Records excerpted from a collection
----------------------------------------

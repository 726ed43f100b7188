use unicode_segmentation::UnicodeSegmentation;

/// Splits text into index terms.
///
/// Ingestion and scoring must use the same tokenizer. A stemming or
/// lemmatizing pipeline plugs in here; the engine itself never looks past
/// the returned terms.
pub trait Tokenizer {
    fn tokenize(&self, text: &str) -> Vec<String>;
}

impl<T: Tokenizer + ?Sized> Tokenizer for &T {
    fn tokenize(&self, text: &str) -> Vec<String> {
        (**self).tokenize(text)
    }
}

/// Script-aware raw tokenizer.
///
/// Terms are the Unicode words of the text (UAX #29 boundaries), lower-cased
/// one character at a time. Combining marks such as Arabic harakat or a
/// decomposed acute accent stay inside their word; punctuation and symbols
/// never form a term.
#[derive(Debug, Default, Clone, Copy)]
pub struct UnicodeTokenizer;

impl Tokenizer for UnicodeTokenizer {
    fn tokenize(&self, text: &str) -> Vec<String> {
        text.unicode_words()
            .map(|word| word.chars().flat_map(char::to_lowercase).collect())
            .collect()
    }
}
use std::collections::HashSet;

use serde::{Deserialize, Serialize};
use tracing::{debug, instrument};

use crate::document::Document;

// Key point:
// Serializable
// Fixed per searcher, never per call
#[derive(Debug, Clone, PartialEq, Eq, Serialize, Deserialize)]
pub struct SearchConfig {
    /// Keywords with fewer characters (not bytes) match nothing.
    pub min_keyword_chars: usize,
    pub case_sensitive: bool,
}

impl SearchConfig {
    pub fn v0() -> Self {
        Self {
            min_keyword_chars: 3,
            case_sensitive: false,
        }
    }
}

impl Default for SearchConfig {
    fn default() -> Self {
        Self::v0()
    }
}

/// Substring keyword search over document pages.
///
/// Stateless apart from its config: any number of searches may run in
/// parallel over the same documents.
#[derive(Debug, Clone, Default)]
pub struct KeywordSearcher {
    config: SearchConfig,
}

impl KeywordSearcher {
    pub fn new(config: SearchConfig) -> Self {
        Self { config }
    }

    pub fn config(&self) -> &SearchConfig {
        &self.config
    }

    /// Names of the documents with at least one page containing `keyword`,
    /// in input order, each document at most once.
    ///
    /// A missing, empty or too-short keyword, and a missing or empty
    /// document collection, all yield an empty result.
    pub fn search<'a, I>(&self, keyword: Option<&str>, documents: Option<I>) -> Vec<String>
    where
        I: IntoIterator<Item = &'a Document>,
    {
        self.matching_documents(keyword, documents)
            .into_iter()
            .map(|doc| doc.name().to_string())
            .collect()
    }

    #[instrument(skip_all, fields(keyword_chars = keyword.map(|k| k.chars().count())))]
    pub fn matching_documents<'a, I>(
        &self,
        keyword: Option<&str>,
        documents: Option<I>,
    ) -> Vec<&'a Document>
    where
        I: IntoIterator<Item = &'a Document>,
    {
        let (Some(needle), Some(documents)) = (self.prepare(keyword), documents) else {
            return Vec::new();
        };

        let mut seen = HashSet::new();
        let matches: Vec<&Document> = documents
            .into_iter()
            .filter(|doc| {
                doc.pages()
                    .iter()
                    .any(|page| self.page_contains(&page.content, &needle))
            })
            .filter(|doc| seen.insert(doc.id()))
            .collect();

        debug!(matches = matches.len(), "keyword search complete");
        matches
    }

    fn prepare(&self, keyword: Option<&str>) -> Option<String> {
        let keyword = keyword?;
        if keyword.chars().count() < self.config.min_keyword_chars.max(1) {
            return None;
        }
        Some(self.fold(keyword))
    }

    fn page_contains(&self, content: &str, needle: &str) -> bool {
        if self.config.case_sensitive {
            content.contains(needle)
        } else {
            fold_case(content).contains(needle)
        }
    }

    fn fold(&self, text: &str) -> String {
        if self.config.case_sensitive {
            text.to_string()
        } else {
            fold_case(text)
        }
    }
}

// Char by char, so folding never depends on the surrounding word.
// `str::to_lowercase` maps a final capital sigma to `ς` but an inner one to `σ`.
fn fold_case(text: &str) -> String {
    text.chars().flat_map(char::to_lowercase).collect()
}

/// Search with the default config: case-insensitive, three-character minimum.
pub fn search_keyword(keyword: Option<&str>, documents: Option<&[Document]>) -> Vec<String> {
    KeywordSearcher::default().search(keyword, documents)
}
pub mod corpus;
pub mod manifest;
pub mod source;

pub use corpus::{Corpus, CorpusError};
pub use manifest::{ChangeSet, FingerprintManifest, ManifestEntry};
pub use source::DocumentSource;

----------------------------------------

• [Work task] Give back the data above word for word.

• [Response to this exercise]
repository 726ed43f100b7188
use unicode_segmentation::UnicodeSegmentation;

/// Splits text into index terms.
///
/// Ingestion and scoring must use the same tokenizer. A stemming or
/// lemmatizing pipeline plugs in here; the engine itself never looks past
/// the returned terms.
pub trait Tokenizer {
    fn tokenize(&self, text: &str) -> Vec<String>;
}

impl<T: Tokenizer + ?Sized> Tokenizer for &T {
    fn tokenize(&self, text: &str) -> Vec<String> {
        (**self).tokenize(text)
    }
}

/// Script-aware raw tokenizer.
///
/// Terms are the Unicode words of the text (UAX #29 boundaries), lower-cased
/// one character at a time. Combining marks such as Arabic harakat or a
/// decomposed acute accent stay inside their word; punctuation and symbols
/// never form a term.
#[derive(Debug, Default, Clone, Copy)]
pub struct UnicodeTokenizer;

impl Tokenizer for UnicodeTokenizer {
    fn tokenize(&self, text: &str) -> Vec<String> {
        text.unicode_words()
            .map(|word| word.chars().flat_map(char::to_lowercase).collect())
            .collect()
    }
}
use std::collections::HashSet;

use serde::{Deserialize, Serialize};
use tracing::{debug, instrument};

use crate::document::Document;

// Key point:
// Serializable
// Fixed per searcher, never per call
#[derive(Debug, Clone, PartialEq, Eq, Serialize, Deserialize)]
pub struct SearchConfig {
    /// Keywords with fewer characters (not bytes) match nothing.
    pub min_keyword_chars: usize,
    pub case_sensitive: bool,
}

impl SearchConfig {
    pub fn v0() -> Self {
        Self {
            min_keyword_chars: 3,
            case_sensitive: false,
        }
    }
}

impl Default for SearchConfig {
    fn default() -> Self {
        Self::v0()
    }
}

/// Substring keyword search over document pages.
///
/// Stateless apart from its config: any number of searches may run in
/// parallel over the same documents.
#[derive(Debug, Clone, Default)]
pub struct KeywordSearcher {
    config: SearchConfig,
}

impl KeywordSearcher {
    pub fn new(config: SearchConfig) -> Self {
        Self { config }
    }

    pub fn config(&self) -> &SearchConfig {
        &self.config
    }

    /// Names of the documents with at least one page containing `keyword`,
    /// in input order, each document at most once.
    ///
    /// A missing, empty or too-short keyword, and a missing or empty
    /// document collection, all yield an empty result.
    pub fn search<'a, I>(&self, keyword: Option<&str>, documents: Option<I>) -> Vec<String>
    where
        I: IntoIterator<Item = &'a Document>,
    {
        self.matching_documents(keyword, documents)
            .into_iter()
            .map(|doc| doc.name().to_string())
            .collect()
    }

    #[instrument(skip_all, fields(keyword_chars = keyword.map(|k| k.chars().count())))]
    pub fn matching_documents<'a, I>(
        &self,
        keyword: Option<&str>,
        documents: Option<I>,
    ) -> Vec<&'a Document>
    where
        I: IntoIterator<Item = &'a Document>,
    {
        let (Some(needle), Some(documents)) = (self.prepare(keyword), documents) else {
            return Vec::new();
        };

        let mut seen = HashSet::new();
        let matches: Vec<&Document> = documents
            .into_iter()
            .filter(|doc| {
                doc.pages()
                    .iter()
                    .any(|page| self.page_contains(&page.content, &needle))
            })
            .filter(|doc| seen.insert(doc.id()))
            .collect();

        debug!(matches = matches.len(), "keyword search complete");
        matches
    }

    fn prepare(&self, keyword: Option<&str>) -> Option<String> {
        let keyword = keyword?;
        if keyword.chars().count() < self.config.min_keyword_chars.max(1) {
            return None;
        }
        Some(self.fold(keyword))
    }

    fn page_contains(&self, content: &str, needle: &str) -> bool {
        if self.config.case_sensitive {
            content.contains(needle)
        } else {
            fold_case(content).contains(needle)
        }
    }

    fn fold(&self, text: &str) -> String {
        if self.config.case_sensitive {
            text.to_string()
        } else {
            fold_case(text)
        }
    }
}

// Char by char, so folding never depends on the surrounding word.
// `str::to_lowercase` maps a final capital sigma to `ς` but an inner one to `σ`.
fn fold_case(text: &str) -> String {
    text.chars().flat_map(char::to_lowercase).collect()
}

/// Search with the default config: case-insensitive, three-character minimum.
pub fn search_keyword(keyword: Option<&str>, documents: Option<&[Document]>) -> Vec<String> {
    KeywordSearcher::default().search(keyword, documents)
}
pub mod corpus;
pub mod manifest;
pub mod source;

pub use corpus::{Corpus, CorpusError};
pub use manifest::{ChangeSet, FingerprintManifest, ManifestEntry};
pub use source::DocumentSource;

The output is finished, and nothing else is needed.